━━━ Records supplied

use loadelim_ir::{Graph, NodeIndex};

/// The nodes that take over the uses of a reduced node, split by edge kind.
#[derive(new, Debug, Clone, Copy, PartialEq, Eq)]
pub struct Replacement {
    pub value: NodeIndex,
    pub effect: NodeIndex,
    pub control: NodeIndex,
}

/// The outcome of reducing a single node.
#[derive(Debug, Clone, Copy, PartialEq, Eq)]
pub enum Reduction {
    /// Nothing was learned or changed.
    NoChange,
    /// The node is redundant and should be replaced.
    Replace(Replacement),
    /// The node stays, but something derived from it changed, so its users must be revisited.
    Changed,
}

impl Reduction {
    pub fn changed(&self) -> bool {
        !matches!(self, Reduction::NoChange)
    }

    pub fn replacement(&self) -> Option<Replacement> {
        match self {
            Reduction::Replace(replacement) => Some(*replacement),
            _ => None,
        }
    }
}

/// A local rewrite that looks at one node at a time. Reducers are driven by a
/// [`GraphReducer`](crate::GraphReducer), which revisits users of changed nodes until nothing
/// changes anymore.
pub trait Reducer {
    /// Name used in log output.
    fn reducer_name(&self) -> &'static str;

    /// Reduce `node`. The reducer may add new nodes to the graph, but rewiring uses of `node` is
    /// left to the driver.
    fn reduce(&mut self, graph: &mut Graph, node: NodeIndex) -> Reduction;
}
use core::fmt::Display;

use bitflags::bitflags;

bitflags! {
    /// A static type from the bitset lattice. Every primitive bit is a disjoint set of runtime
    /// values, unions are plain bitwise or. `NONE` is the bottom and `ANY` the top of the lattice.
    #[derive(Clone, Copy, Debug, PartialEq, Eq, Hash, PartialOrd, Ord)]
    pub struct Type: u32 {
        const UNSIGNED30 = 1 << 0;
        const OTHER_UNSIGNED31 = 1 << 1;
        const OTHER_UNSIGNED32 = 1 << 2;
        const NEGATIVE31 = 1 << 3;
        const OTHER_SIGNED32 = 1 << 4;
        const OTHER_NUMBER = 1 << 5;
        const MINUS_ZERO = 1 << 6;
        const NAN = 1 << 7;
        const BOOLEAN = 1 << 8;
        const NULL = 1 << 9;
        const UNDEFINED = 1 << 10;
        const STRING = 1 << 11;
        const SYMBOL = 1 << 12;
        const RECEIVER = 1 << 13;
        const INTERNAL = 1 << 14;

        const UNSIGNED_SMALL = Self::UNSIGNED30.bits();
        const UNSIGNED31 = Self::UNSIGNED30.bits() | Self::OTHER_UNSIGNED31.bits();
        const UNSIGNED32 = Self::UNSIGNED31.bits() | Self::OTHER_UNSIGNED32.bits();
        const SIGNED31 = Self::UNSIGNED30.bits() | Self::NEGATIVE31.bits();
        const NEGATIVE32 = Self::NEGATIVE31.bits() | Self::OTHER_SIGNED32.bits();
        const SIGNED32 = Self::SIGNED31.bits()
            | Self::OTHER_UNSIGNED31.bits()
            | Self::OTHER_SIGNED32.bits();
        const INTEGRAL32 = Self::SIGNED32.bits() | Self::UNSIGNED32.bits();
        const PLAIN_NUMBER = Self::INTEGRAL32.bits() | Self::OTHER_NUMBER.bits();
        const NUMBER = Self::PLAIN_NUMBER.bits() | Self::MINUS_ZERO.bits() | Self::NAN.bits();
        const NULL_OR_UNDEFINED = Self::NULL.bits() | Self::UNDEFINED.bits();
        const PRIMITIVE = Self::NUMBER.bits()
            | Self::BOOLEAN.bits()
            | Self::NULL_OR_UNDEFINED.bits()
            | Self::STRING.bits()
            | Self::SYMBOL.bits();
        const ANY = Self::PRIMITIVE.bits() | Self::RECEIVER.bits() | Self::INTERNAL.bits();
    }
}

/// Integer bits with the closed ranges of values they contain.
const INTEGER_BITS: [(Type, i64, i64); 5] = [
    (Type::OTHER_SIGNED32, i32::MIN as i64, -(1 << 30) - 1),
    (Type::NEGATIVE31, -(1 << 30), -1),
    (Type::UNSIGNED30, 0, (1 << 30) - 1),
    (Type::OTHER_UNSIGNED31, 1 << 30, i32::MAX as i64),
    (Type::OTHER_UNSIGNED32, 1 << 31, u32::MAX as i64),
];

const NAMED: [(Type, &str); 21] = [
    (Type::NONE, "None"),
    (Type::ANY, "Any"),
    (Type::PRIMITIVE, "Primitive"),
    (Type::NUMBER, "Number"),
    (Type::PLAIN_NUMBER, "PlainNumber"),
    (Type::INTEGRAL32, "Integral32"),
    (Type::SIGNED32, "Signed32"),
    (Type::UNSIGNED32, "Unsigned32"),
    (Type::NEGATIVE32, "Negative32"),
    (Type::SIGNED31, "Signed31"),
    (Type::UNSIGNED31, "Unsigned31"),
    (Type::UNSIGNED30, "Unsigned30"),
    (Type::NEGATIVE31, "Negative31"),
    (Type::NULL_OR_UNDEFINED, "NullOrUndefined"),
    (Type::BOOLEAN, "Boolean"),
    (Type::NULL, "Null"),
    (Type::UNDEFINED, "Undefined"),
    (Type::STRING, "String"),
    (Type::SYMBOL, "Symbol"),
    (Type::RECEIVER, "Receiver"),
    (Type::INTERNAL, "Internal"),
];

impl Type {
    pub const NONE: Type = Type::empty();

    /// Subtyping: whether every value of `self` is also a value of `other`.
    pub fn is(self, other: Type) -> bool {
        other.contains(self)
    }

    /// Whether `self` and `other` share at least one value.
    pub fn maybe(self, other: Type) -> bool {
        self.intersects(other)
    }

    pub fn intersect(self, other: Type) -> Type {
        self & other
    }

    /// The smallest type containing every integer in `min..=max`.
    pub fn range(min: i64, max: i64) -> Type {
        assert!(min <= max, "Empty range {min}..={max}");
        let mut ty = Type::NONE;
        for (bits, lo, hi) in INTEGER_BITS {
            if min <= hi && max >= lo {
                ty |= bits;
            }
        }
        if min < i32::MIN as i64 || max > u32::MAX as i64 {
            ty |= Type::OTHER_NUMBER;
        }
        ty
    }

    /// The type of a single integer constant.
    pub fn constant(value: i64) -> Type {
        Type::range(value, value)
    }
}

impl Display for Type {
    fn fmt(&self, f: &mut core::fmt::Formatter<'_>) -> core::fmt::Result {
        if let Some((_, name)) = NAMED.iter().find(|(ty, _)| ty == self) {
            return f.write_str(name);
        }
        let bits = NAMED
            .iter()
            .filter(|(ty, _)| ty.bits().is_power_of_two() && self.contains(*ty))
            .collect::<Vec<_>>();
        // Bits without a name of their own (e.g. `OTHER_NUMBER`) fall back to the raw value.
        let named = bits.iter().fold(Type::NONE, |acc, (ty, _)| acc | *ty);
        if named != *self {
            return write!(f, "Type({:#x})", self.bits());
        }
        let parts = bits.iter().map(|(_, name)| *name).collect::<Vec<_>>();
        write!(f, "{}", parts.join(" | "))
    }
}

━━━━━━
━━━ Records supplied

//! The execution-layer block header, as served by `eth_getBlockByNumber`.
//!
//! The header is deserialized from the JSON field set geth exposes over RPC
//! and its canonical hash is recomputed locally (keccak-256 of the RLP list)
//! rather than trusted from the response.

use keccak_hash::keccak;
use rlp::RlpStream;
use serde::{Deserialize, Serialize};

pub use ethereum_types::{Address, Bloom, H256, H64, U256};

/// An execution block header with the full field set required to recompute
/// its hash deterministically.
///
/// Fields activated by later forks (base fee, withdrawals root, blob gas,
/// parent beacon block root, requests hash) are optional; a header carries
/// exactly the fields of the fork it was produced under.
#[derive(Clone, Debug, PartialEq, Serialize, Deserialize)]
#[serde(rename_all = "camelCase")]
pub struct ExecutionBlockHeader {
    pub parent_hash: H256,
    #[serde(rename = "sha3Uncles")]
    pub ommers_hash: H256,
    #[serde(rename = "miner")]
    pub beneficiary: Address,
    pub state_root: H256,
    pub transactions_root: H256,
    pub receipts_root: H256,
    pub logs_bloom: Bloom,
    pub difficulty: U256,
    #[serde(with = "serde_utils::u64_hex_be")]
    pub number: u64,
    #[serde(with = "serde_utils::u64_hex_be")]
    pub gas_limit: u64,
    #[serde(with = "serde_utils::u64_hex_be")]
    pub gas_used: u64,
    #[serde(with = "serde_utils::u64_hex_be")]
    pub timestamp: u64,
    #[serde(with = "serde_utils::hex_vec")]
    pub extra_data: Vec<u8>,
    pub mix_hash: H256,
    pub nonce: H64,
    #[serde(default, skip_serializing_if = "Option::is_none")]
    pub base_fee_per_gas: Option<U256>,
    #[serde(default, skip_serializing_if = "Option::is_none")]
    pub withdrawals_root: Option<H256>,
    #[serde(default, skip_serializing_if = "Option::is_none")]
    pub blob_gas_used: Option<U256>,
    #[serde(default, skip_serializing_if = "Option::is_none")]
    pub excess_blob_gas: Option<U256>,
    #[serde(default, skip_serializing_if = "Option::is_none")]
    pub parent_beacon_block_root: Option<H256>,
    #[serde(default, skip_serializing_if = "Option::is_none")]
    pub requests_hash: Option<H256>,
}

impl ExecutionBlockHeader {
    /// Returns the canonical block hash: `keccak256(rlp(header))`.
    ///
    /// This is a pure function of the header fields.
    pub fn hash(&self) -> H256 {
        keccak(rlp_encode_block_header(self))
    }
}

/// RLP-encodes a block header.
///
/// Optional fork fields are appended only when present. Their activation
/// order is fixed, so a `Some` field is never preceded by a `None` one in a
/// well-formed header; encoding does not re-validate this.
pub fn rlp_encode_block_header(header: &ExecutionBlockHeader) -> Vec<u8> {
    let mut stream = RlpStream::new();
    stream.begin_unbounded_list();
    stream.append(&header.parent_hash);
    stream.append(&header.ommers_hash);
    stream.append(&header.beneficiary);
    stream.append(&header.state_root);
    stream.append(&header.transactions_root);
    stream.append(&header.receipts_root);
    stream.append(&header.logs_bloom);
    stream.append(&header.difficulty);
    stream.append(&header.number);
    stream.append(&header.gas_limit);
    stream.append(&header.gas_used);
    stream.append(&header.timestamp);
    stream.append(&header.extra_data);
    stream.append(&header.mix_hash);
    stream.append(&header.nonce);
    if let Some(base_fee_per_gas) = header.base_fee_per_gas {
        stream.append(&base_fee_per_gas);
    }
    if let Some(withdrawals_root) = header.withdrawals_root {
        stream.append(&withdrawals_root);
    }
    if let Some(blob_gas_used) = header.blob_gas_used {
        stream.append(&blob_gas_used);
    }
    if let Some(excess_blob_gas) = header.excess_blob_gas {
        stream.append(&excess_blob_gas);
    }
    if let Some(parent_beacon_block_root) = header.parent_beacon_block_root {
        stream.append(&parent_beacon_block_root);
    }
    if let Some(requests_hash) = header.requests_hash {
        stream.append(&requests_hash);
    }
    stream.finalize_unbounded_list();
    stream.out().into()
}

━━━━━━

◆ **Aim of the exercise**: Above are the entries. Output exactly the lines beginning with the line that has "stream.begin_unbounded_list();" and ending with the line that has "stream.append(&header.gas_limit);".

◆ **Exercise response**:
    stream.begin_unbounded_list();
    stream.append(&header.parent_hash);
    stream.append(&header.ommers_hash);
    stream.append(&header.beneficiary);
    stream.append(&header.state_root);
    stream.append(&header.transactions_root);
    stream.append(&header.receipts_root);
    stream.append(&header.logs_bloom);
    stream.append(&header.difficulty);
    stream.append(&header.number);
    stream.append(&header.gas_limit);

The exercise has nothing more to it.